**What the task requires:**
Only one stretch of the data is wanted: the line containing "Expiry, wall-clock milliseconds.", the line containing "session_id: &str) ->", and every line between them, copied exactly.

╭─ Input

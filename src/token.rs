//! Room-scoped session tokens: HMAC-SHA256 signed claims, URL-safe base64.

use crate::error::GameError;
use crate::types::{now_ms, PlayerId, RoomId, SessionId};
use base64::engine::general_purpose::URL_SAFE_NO_PAD;
use base64::Engine;
use hmac::{Hmac, Mac};
use serde::{Deserialize, Serialize};
use sha2::Sha256;

type HmacSha256 = Hmac<Sha256>;

/// Token lifetime: 24 hours.
pub const TOKEN_TTL_MS: i64 = 24 * 60 * 60 * 1000;

/// Remaining lifetime below which a refresh re-issues the token: 5 minutes.
pub const REFRESH_WINDOW_MS: i64 = 5 * 60 * 1000;

#[derive(Debug, Clone, Serialize, Deserialize, PartialEq)]
pub struct Claims {
    pub sub: PlayerId,
    pub room_id: RoomId,
    pub session_id: SessionId,
    /// Expiry, wall-clock milliseconds.
    pub exp: i64,
}

/// Issues and verifies session tokens with a process-wide symmetric key.
#[derive(Clone)]
pub struct TokenService {
    key: [u8; 32],
}

impl TokenService {
    pub fn new(key: [u8; 32]) -> Self {
        Self { key }
    }

    /// Issue a token binding (player, room, session) for 24 hours.
    pub fn issue(&self, player_id: &str, room_id: &str, session_id: &str) -> String {
        let claims = Claims {
            sub: player_id.to_string(),
            room_id: room_id.to_string(),
            session_id: session_id.to_string(),
            exp: now_ms() + TOKEN_TTL_MS,
        };
        self.sign(&claims)
    }

    fn sign(&self, claims: &Claims) -> String {
        // Claims are a closed struct; serialization cannot fail.
        let payload = serde_json::to_vec(claims).unwrap_or_default();
        let sig = self.mac(&payload);
        format!(
            "{}.{}",
            URL_SAFE_NO_PAD.encode(&payload),
            URL_SAFE_NO_PAD.encode(sig)
        )
    }

    fn mac(&self, data: &[u8]) -> [u8; 32] {
        let mut mac =
            HmacSha256::new_from_slice(&self.key).expect("HMAC accepts any key length");
        mac.update(data);
        mac.finalize().into_bytes().into()
    }

    /// Verify signature and expiry, returning the embedded claims.
    pub fn verify(&self, token: &str) -> Result<Claims, GameError> {
        let mut parts = token.split('.');
        let (payload_b64, sig_b64) = match (parts.next(), parts.next(), parts.next()) {
            (Some(p), Some(s), None) => (p, s),
            _ => return Err(GameError::Unauthorized("malformed token".into())),
        };

        let payload = URL_SAFE_NO_PAD
            .decode(payload_b64)
            .map_err(|_| GameError::Unauthorized("malformed token".into()))?;
        let sig = URL_SAFE_NO_PAD
            .decode(sig_b64)
            .map_err(|_| GameError::Unauthorized("malformed token".into()))?;

        let expected = self.mac(&payload);
        if !constant_time_eq(&sig, &expected) {
            return Err(GameError::Unauthorized("bad token signature".into()));
        }

        let claims: Claims = serde_json::from_slice(&payload)
            .map_err(|_| GameError::Unauthorized("malformed token claims".into()))?;

        if claims.exp <= now_ms() {
            return Err(GameError::Unauthorized("token expired".into()));
        }
        Ok(claims)
    }

    /// Verify and additionally pin the token to a specific room.
    pub fn verify_for_room(&self, token: &str, room_id: &str) -> Result<Claims, GameError> {
        let claims = self.verify(token)?;
        if claims.room_id != room_id {
            return Err(GameError::Unauthorized("token issued for another room".into()));
        }
        Ok(claims)
    }

    /// Re-issue when the remaining lifetime is inside the refresh window.
    pub fn refresh_if_needed(&self, claims: &Claims) -> Option<String> {
        if claims.exp - now_ms() <= REFRESH_WINDOW_MS {
            Some(self.issue(&claims.sub, &claims.room_id, &claims.session_id))
        } else {
            None
        }
    }
}

/// Constant-time byte comparison to prevent timing attacks
fn constant_time_eq(a: &[u8], b: &[u8]) -> bool {
    if a.len() != b.len() {
        return false;
    }
    let mut result = 0u8;
    for (x, y) in a.iter().zip(b.iter()) {
        result |= x ^ y;
    }
    result == 0
}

╰─

**Reply:**
    /// Expiry, wall-clock milliseconds.
    pub exp: i64,
}

/// Issues and verifies session tokens with a process-wide symmetric key.
#[derive(Clone)]
pub struct TokenService {
    key: [u8; 32],
}

impl TokenService {
    pub fn new(key: [u8; 32]) -> Self {
        Self { key }
    }

    /// Issue a token binding (player, room, session) for 24 hours.
    pub fn issue(&self, player_id: &str, room_id: &str, session_id: &str) -> String {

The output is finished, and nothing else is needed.